The Prophecy of Anthrea.

Anthrea, a figure shrouded in rags, offered the weary Adam a cracked bowl. "Drink," she instructed, her voice soft but absolute. "You've journeyed from far."

Adam took deep, desperate gulps of the cool water. He sighed, the first moment of comfort he'd felt in days. Curiosity, overriding his exhaustion, prompted the question. "You called me Primus, and you said you were waiting for me. Do I know you?"

A cryptic, knowing smile crossed Anthrea's face, an entity full of terrifying knowledge. "I haven't met you, yes, but more importantly, I know you," she replied. "Every human being knows you. It is thanks to you we are all living in this hell, and that is the entirety of it."

She leaned in, her gaze unnerving. "You do not know me. I have always known things—like the name you shall bear, or the mice that will fall into your water."

Adam, skeptical, glanced up to confirm the ceiling was clear. As he lowered his head, a small, gray field mouse dropped with a wet splash into his remaining water. He gasped, terror finally seizing him, but Anthrea cut him off, her voice dropping to a chilling register.

"Or your woman's death," she added, making the air suddenly cold and eerily still. Cold shivers made Adam's skin crawl as goosebumps erupted over his body. "Or your condemnation. Your Rage." She stopped, her interest seemingly extinguished.

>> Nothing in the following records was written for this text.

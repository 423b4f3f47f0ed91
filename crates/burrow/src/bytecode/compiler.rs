//! Compiles script source into [`Code`] objects.
//!
//! Scripts use Python surface syntax, parsed with `ruff_python_parser`, but run
//! with this VM's semantics: globals live in the root table, tables stand in for
//! dicts and objects, and only the subset listed in the crate docs is accepted.

use std::rc::Rc;

use ahash::{AHashMap, AHashSet};
use ruff_python_ast::{
    self as ast, BoolOp, CmpOp as AstCmpOp, ElifElseClause, Expr as AstExpr, Number, Operator as AstOperator, Stmt,
    UnaryOp,
};
use ruff_python_parser::parse_module;
use ruff_text_size::{Ranged, TextRange};

use super::{
    builder::{CodeBuilder, JumpLabel},
    code::{BinOp, CmpOp, Code, Instr},
};

/// Name given to the top-level code object of every script.
pub(crate) const MAIN_FUNCTION_NAME: &str = "main";

/// A syntax or unsupported-construct error with a 1-based source position.
#[derive(Debug, Clone, PartialEq, Eq)]
pub(crate) struct CompileError {
    pub message: String,
    pub line: u32,
    pub column: u32,
}

type CompileResult<T> = Result<T, CompileError>;

/// Compiles a whole script into its top-level code object.
pub(crate) fn compile(source: &str, filename: &str, debug_info: bool) -> CompileResult<Code> {
    let ctx = Context {
        lines: LineIndex::new(source),
        filename: Rc::from(filename),
        debug_info,
    };
    let parsed = parse_module(source).map_err(|e| ctx.error(e.to_string(), e.range()))?;
    let module = parsed.into_syntax();

    let mut compiler = FunctionCompiler::new(&ctx, None);
    compiler.compile_block(&module.body)?;
    compiler.builder.emit(Instr::LoadNull);
    compiler.builder.emit(Instr::Return);
    Ok(compiler
        .builder
        .build(MAIN_FUNCTION_NAME.to_owned(), ctx.filename.clone(), 0, 0))
}

/// Byte offsets of line starts, for turning ranges into line/column pairs.
struct LineIndex {
    line_starts: Vec<usize>,
}

impl LineIndex {
    fn new(source: &str) -> Self {
        let mut line_starts = vec![0];
        line_starts.extend(source.match_indices('\n').map(|(i, _)| i + 1));
        Self { line_starts }
    }

    fn line_col(&self, offset: usize) -> (u32, u32) {
        let line = self.line_starts.partition_point(|&start| start <= offset).max(1) - 1;
        let column = offset - self.line_starts[line];
        (
            u32::try_from(line + 1).unwrap_or(u32::MAX),
            u32::try_from(column + 1).unwrap_or(u32::MAX),
        )
    }
}

/// State shared by every function compiled from one source file.
struct Context {
    lines: LineIndex,
    filename: Rc<str>,
    debug_info: bool,
}

impl Context {
    fn error(&self, message: impl Into<String>, range: TextRange) -> CompileError {
        let (line, column) = self.lines.line_col(range.start().into());
        CompileError {
            message: message.into(),
            line,
            column,
        }
    }
}

/// Break/continue bookkeeping for the innermost loop.
struct LoopContext {
    continue_target: u32,
    breaks: Vec<JumpLabel>,
    /// `for` loops keep their iterator on the stack; `break` must drop it.
    owns_iterator: bool,
}

/// Compiles one function body (or the module body when `locals` is `None`).
struct FunctionCompiler<'a> {
    ctx: &'a Context,
    builder: CodeBuilder,
    locals: Option<AHashMap<String, u16>>,
    loops: Vec<LoopContext>,
}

Adam couldn't understand the depth of his fear. His knees felt weak. There was something about the woman that defied all known logic. He struggled to disbelieve her, yet deep inside, fear crawled, eating him up as cold sweat dripped from his brow. He couldn't speak; his tongue felt paralyzed.

Anthrea replaced the bowl with fresh water, pushing a simple plate of food towards him. "Drink, eat, griddle up for your journey. Your doom should begin before the light comes around fully."

This time, Adam found his voice, raw and desperate. "What do you mean death? Doom? The growing seed? What will happen to the seed?"

"I know no more than my lips have already spoken," Anthrea cut him off, rising. "I advise you start your journey soon, if you want to see her before she dies—body and spirit."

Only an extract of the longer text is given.